▶ [YOUR OBJECTIVE]
For the entries that follow, report how many lines include the word "whatever" and add nothing.

Data records:

//! Broken-down calendar time: field access, strftime-style formatting, and
//! strptime-style parsing.
//!
//! [`Tm`] holds the ten calendar fields (second through zone name, plus microseconds) with
//! no range validation anywhere: every field is public and every value is accepted as-is,
//! leaving normalization of out-of-range values to the host conversion routines. Converting
//! `Tm { day: 40, mon: 9, .. }` to a [`Timestamp`] lands nine days into November, exactly
//! as host `mktime` normalizes it.
//!
//! A `Tm` is populated in one of three ways: from a [`Timestamp`] via the local-zone rule
//! ([`Tm::local`]) or the UTC rule ([`Tm::utc`]), or by matching text against a pattern
//! ([`Tm::strptime`], which also reports how much input matched). Field-by-field
//! construction is the fourth option, since all fields are public.
//!
//! # Examples
//!
//! ```
//! # use caltime::{Timestamp, Tm};
//! let tm = Tm::utc(Timestamp { sec: 1718617807, usec: 0 }).unwrap();
//! assert_eq!(tm.strftime("%Y-%m-%dT%H:%M:%S").unwrap(), "2024-06-17T09:50:07");
//!
//! let parsed = Tm::strptime("2024-06-17", "%Y-%m-%d");
//! assert_eq!(parsed.nchars, 11);
//! assert_eq!((parsed.tm.year, parsed.tm.mon, parsed.tm.day), (2024, 5, 17));
//! ```

use std::ffi::CString;
use std::{error, fmt};
use crate::sys;
use crate::time::Timestamp;

/// Daylight-saving flag for a calendar time.
///
/// Mirrors the host's tri-state `tm_isdst` convention: in effect, not in effect, or not
/// known (in which case the host conversion routines decide for themselves).
#[derive(Clone, Copy, Debug, Default, PartialEq, Eq)]
pub enum Dst {
	/// Standard time is in effect.
	Standard,
	/// Daylight-saving time is in effect.
	Daylight,
	/// Not known; host conversions determine it from the zone rules.
	#[default]
	Unknown
}

impl Dst {
	/// The host `tm_isdst` encoding: positive for DST, zero for standard, negative for
	/// unknown.
	pub(crate) fn to_c(self) -> i32 {
		match self {
			Dst::Standard => 0,
			Dst::Daylight => 1,
			Dst::Unknown => -1
		}
	}

	pub(crate) fn from_c(v: i32) -> Dst {
		match v {
			0 => Dst::Standard,
			v if v > 0 => Dst::Daylight,
			_ => Dst::Unknown
		}
	}
}

/// The error type for [`Tm::strftime`].
#[derive(Debug, PartialEq)]
pub enum FormatError {
	/// The pattern contains an interior NUL byte and cannot be passed to the host.
	InvalidPattern,
	/// The rendered output did not fit in the maximum output buffer (64 KiB).
	///
	/// The host reports an undersized buffer and a legitimately empty expansion the same
	/// way, so a valid pattern whose whole expansion is empty also lands here once the
	/// buffer stops growing.
	OutputTooLarge
}

impl fmt::Display for FormatError {
	fn fmt(&self, f: &mut fmt::Formatter<'_>) -> fmt::Result {
		match self {
			FormatError::InvalidPattern => write!(f, "Format pattern contains a NUL byte"),
			FormatError::OutputTooLarge => write!(f, "Formatted output exceeds the maximum buffer size")
		}
	}
}

impl error::Error for FormatError {}

/// Broken-down calendar time.
///
/// All fields are public and unvalidated: storing month 13 or day 40 is accepted, and the
/// host conversion routines normalize such values when the `Tm` is turned back into a
/// [`Timestamp`]. `wday` and `yday` are derived fields; host conversions fill them in, but
/// `mktime` recomputes them from the date fields rather than trusting them.
///
/// # Examples
///
/// ```
/// # use caltime::{Dst, Timestamp, Tm};
/// let tm = Tm::utc(Timestamp { sec: 0, usec: 42 }).unwrap();
/// assert_eq!(tm.year, 1970);
/// assert_eq!(tm.mon, 0);
/// assert_eq!(tm.day, 1);
/// assert_eq!(tm.wday, 4); // Thursday
/// assert_eq!(tm.yday, 0);
/// assert_eq!(tm.isdst, Dst::Standard);
/// assert_eq!(tm.usec, 42);
/// ```
#[derive(Clone, Debug, Default, PartialEq)]
pub struct Tm {
	/// Seconds, nominally [0, 60] (60 for leap seconds)
	pub sec: i32,
	/// Minutes, nominally [0, 59]
	pub min: i32,
	/// Hours, nominally [0, 23]
	pub hour: i32,
	/// Day of the month, nominally [1, 31]
	pub day: i32,
	/// Month of the year, nominally [0, 11] => [January, December]
	pub mon: i32,
	/// Full Gregorian calendar year, signed
	pub year: i32,
	/// Day of the week, [0, 6] => [Sunday, Saturday]
	pub wday: i32,
	/// Day of the year, [0, 365]
	pub yday: i32,
	/// Whether daylight-saving time is in effect
	pub isdst: Dst,
	/// Time zone name, empty when the host does not report one
	pub zone: String,
	/// Microseconds since the beginning of `sec`
	pub usec: i64
}

/// The result of matching text against a strptime-style pattern.
///
/// Parse failure is signaled through [`nchars`][ParsedTm::nchars] alone; the calendar
/// fields then show whatever partial match the host performed over the zero baseline.
///
/// # Examples
///
/// ```
/// # use caltime::Tm;
/// assert_eq!(Tm::strptime("notadate", "%Y-%m-%d").nchars, 0);
/// ```
#[derive(Clone, Debug, PartialEq)]
pub struct ParsedTm {
	/// The parsed calendar time
	pub tm: Tm,
	/// 1-based position past the last input character the pattern matched, or 0 if the
	/// parse failed entirely
	pub nchars: usize
}

impl Tm {
	/// Convert a [`Timestamp`] to calendar time in the local zone.
	///
	/// Microseconds are copied verbatim from the source. Returns `None` only when the host
	/// cannot represent the conversion (an epoch value outside its supported range).
	///
	/// # Examples
	///
	/// ```
	/// # use caltime::{Timestamp, Tm};
	/// let t = Timestamp { sec: 1718617807, usec: 123 };
	/// let tm = Tm::local(t).unwrap();
	/// assert_eq!(tm.usec, 123);
	/// // The local conversion inverts through mktime
	/// assert_eq!(Timestamp::from(&tm), t);
	/// ```
	pub fn local(t: Timestamp) -> Option<Tm> {
		let host = sys::localtime(t.sec)?;
		let mut tm = sys::from_host(&host);
		tm.usec = t.usec;
		Some(tm)
	}

	/// Convert a [`Timestamp`] to calendar time in UTC.
	///
	/// Microseconds are copied verbatim from the source. Returns `None` only when the host
	/// cannot represent the conversion.
	///
	/// # Examples
	///
	/// ```
	/// # use caltime::{Timestamp, Tm};
	/// let tm = Tm::utc(Timestamp { sec: 1718617807, usec: 0 }).unwrap();
	/// assert_eq!((tm.hour, tm.min, tm.sec), (9, 50, 7));
	/// ```
	pub fn utc(t: Timestamp) -> Option<Tm> {
		let host = sys::gmtime(t.sec)?;
		let mut tm = sys::from_host(&host);
		tm.usec = t.usec;
		Some(tm)
	}

	/// Render the calendar fields through a strftime-style pattern.
	///
	/// The pattern tokens are whatever the host's `strftime` defines. An empty pattern
	/// returns an empty string without calling the host. The output buffer starts at 128
	/// bytes and doubles while the host reports nothing written, up to a 64 KiB bound;
	/// output that does not fit is reported as [`FormatError::OutputTooLarge`] rather than
	/// retried forever.
	///
	/// # Errors
	///
	/// [`FormatError::InvalidPattern`] if the pattern contains an interior NUL byte, and
	/// [`FormatError::OutputTooLarge`] when the bound is reached (including the ambiguous
	/// case of a pattern whose legitimate expansion is empty).
	///
	/// # Examples
	///
	/// ```
	/// # use caltime::{Timestamp, Tm};
	/// let tm = Tm::utc(Timestamp { sec: 0, usec: 0 }).unwrap();
	/// assert_eq!(tm.strftime("%Y-%m-%d").unwrap(), "1970-01-01");
	/// assert_eq!(tm.strftime("").unwrap(), "");
	/// ```
	pub fn strftime(&self, fmt: &str) -> Result<String, FormatError> {
		if fmt.is_empty() {
			return Ok(String::new());
		}
		let fmt = CString::new(fmt).map_err(|_| FormatError::InvalidPattern)?;
		sys::strftime(self, &fmt).ok_or(FormatError::OutputTooLarge)
	}

	/// Render in the fixed asctime-style layout, `"%a %b %d %H:%M:%S %Y\n"`.
	///
	/// # Examples
	///
	/// ```
	/// # use caltime::{Timestamp, Tm};
	/// let tm = Tm::utc(Timestamp { sec: 1718617807, usec: 0 }).unwrap();
	/// assert_eq!(tm.asctime(), "Mon Jun 17 09:50:07 2024\n");
	/// ```
	pub fn asctime(&self) -> String {
		self.strftime("%a %b %d %H:%M:%S %Y\n").unwrap_or_default()
	}

	/// Match `input` against a strptime-style pattern.
	///
	/// All calendar fields start from a zero baseline (the DST flag at standard time), the
	/// host matcher fills in whatever the pattern reaches, and
	/// [`nchars`][ParsedTm::nchars] records the 1-based position past the last matched
	/// input character. A failed parse is reported only through `nchars == 0` with the
	/// fields showing any partial match; no error is raised. Input or patterns containing
	/// interior NUL bytes cannot be passed to the host and count as failed parses.
	///
	/// # Examples
	///
	/// ```
	/// # use caltime::Tm;
	/// let parsed = Tm::strptime("2024-01-15", "%Y-%m-%d");
	/// assert_eq!(parsed.nchars, 11);
	/// assert_eq!(parsed.tm.year, 2024);
	/// assert_eq!(parsed.tm.mon, 0);
	/// assert_eq!(parsed.tm.day, 15);
	/// ```
	pub fn strptime(input: &str, fmt: &str) -> ParsedTm {
		// Blank calendar baseline: all fields zero, DST flag standard
		let baseline = Tm { isdst: Dst::Standard, ..Tm::default() };
		let (Ok(input), Ok(fmt)) = (CString::new(input), CString::new(fmt)) else {
			return ParsedTm { tm: baseline, nchars: 0 };
		};
		let mut host = sys::to_host(&baseline);
		let nchars = sys::strptime(&input, &fmt, &mut host);
		ParsedTm { tm: sys::from_host(&host.tm), nchars }
	}
}

#[cfg(test)]
mod tests {
	use super::*;

	#[test]
	fn utc_epoch() {
		let tm = Tm::utc(Timestamp { sec: 0, usec: 42 }).unwrap();
		assert_eq!(tm.sec, 0);
		assert_eq!(tm.min, 0);
		assert_eq!(tm.hour, 0);
		assert_eq!(tm.day, 1);
		assert_eq!(tm.mon, 0);
		assert_eq!(tm.year, 1970);
		assert_eq!(tm.wday, 4); // Thursday
		assert_eq!(tm.yday, 0);
		assert_eq!(tm.isdst, Dst::Standard);
		assert_eq!(tm.usec, 42);
	}

	#[test]
	fn utc_fields() {
		let tm = Tm::utc(Timestamp { sec: 1718617807, usec: 0 }).unwrap();
		assert_eq!(tm.sec, 7);
		assert_eq!(tm.min, 50);
		assert_eq!(tm.hour, 9);
		assert_eq!(tm.day, 17);
		assert_eq!(tm.mon, 5);
		assert_eq!(tm.year, 2024);
		assert_eq!(tm.wday, 1); // Monday
		assert_eq!(tm.yday, 168);
	}

	#[test]
	fn usec_verbatim() {
		// Copied as-is, never renormalized by the conversion
		assert_eq!(Tm::local(Timestamp { sec: 1000, usec: 999999 }).unwrap().usec, 999999);
		assert_eq!(Tm::utc(Timestamp { sec: 1000, usec: 999999 }).unwrap().usec, 999999);
	}

	#[test]
	fn strftime_empty() {
		let tm = Tm::utc(Timestamp { sec: 1718617807, usec: 0 }).unwrap();
		assert_eq!(tm.strftime(""), Ok(String::new()));
	}

	#[test]
	fn strftime_basic() {
		let tm = Tm::utc(Timestamp { sec: 1718617807, usec: 0 }).unwrap();
		assert_eq!(tm.strftime("%Y-%m-%dT%H:%M:%S").unwrap(), "2024-06-17T09:50:07");
		// Literal text passes through untouched
		assert_eq!(tm.strftime("day %d!").unwrap(), "day 17!");
	}

	#[test]
	fn strftime_grows_buffer() {
		let tm = Tm::utc(Timestamp { sec: 1718617807, usec: 0 }).unwrap();
		// 200 * 4 output bytes forces several buffer doublings past the initial 128
		let out = tm.strftime(&"%Y".repeat(200)).unwrap();
		assert_eq!(out.len(), 800);
		assert!(out.starts_with("202420242024"));
	}

	#[test]
	fn strftime_output_bounded() {
		let tm = Tm::utc(Timestamp { sec: 1718617807, usec: 0 }).unwrap();
		// 20000 * 4 output bytes cannot fit in the 64 KiB bound
		assert_eq!(tm.strftime(&"%Y".repeat(20000)), Err(FormatError::OutputTooLarge));
	}

	#[test]
	fn strftime_nul_pattern() {
		let tm = Tm::utc(Timestamp { sec: 1718617807, usec: 0 }).unwrap();
		assert_eq!(tm.strftime("%Y\0%m"), Err(FormatError::InvalidPattern));
	}

	#[test]
	fn asctime_layout() {
		let tm = Tm::utc(Timestamp { sec: 1718617807, usec: 0 }).unwrap();
		assert_eq!(tm.asctime(), "Mon Jun 17 09:50:07 2024\n");
	}

	#[test]
	fn strptime_full_match() {
		let parsed = Tm::strptime("2024-01-15", "%Y-%m-%d");
		assert_eq!(parsed.nchars, 11);
		assert_eq!(parsed.tm.year, 2024);
		assert_eq!(parsed.tm.mon, 0);
		assert_eq!(parsed.tm.day, 15);
		assert_eq!(parsed.tm.usec, 0);
	}

	#[test]
	fn strptime_partial_input() {
		// The pattern is satisfied before the input ends; nchars reports how far it got
		let parsed = Tm::strptime("2024-01-15 leftover", "%Y-%m-%d");
		assert_eq!(parsed.nchars, 11);
		assert_eq!(parsed.tm.day, 15);
	}

	#[test]
	fn strptime_failure() {
		let parsed = Tm::strptime("notadate", "%Y-%m-%d");
		assert_eq!(parsed.nchars, 0);
		// Fields stay at the zero baseline when nothing matched
		assert_eq!(parsed.tm.year, 0);
		assert_eq!(parsed.tm.mon, 0);
		assert_eq!(parsed.tm.day, 0);
		assert_eq!(parsed.tm.isdst, Dst::Standard);
	}

	#[test]
	fn strptime_nul_input() {
		assert_eq!(Tm::strptime("2024\0-01", "%Y-%m").nchars, 0);
		assert_eq!(Tm::strptime("2024-01", "%Y\0%m").nchars, 0);
	}

	#[test]
	fn dst_mapping() {
		assert_eq!(Dst::from_c(0), Dst::Standard);
		assert_eq!(Dst::from_c(1), Dst::Daylight);
		assert_eq!(Dst::from_c(7), Dst::Daylight);
		assert_eq!(Dst::from_c(-1), Dst::Unknown);
		assert_eq!(Dst::Standard.to_c(), 0);
		assert_eq!(Dst::Daylight.to_c(), 1);
		assert_eq!(Dst::Unknown.to_c(), -1);
	}
}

▶ [ANSWER AREA]
3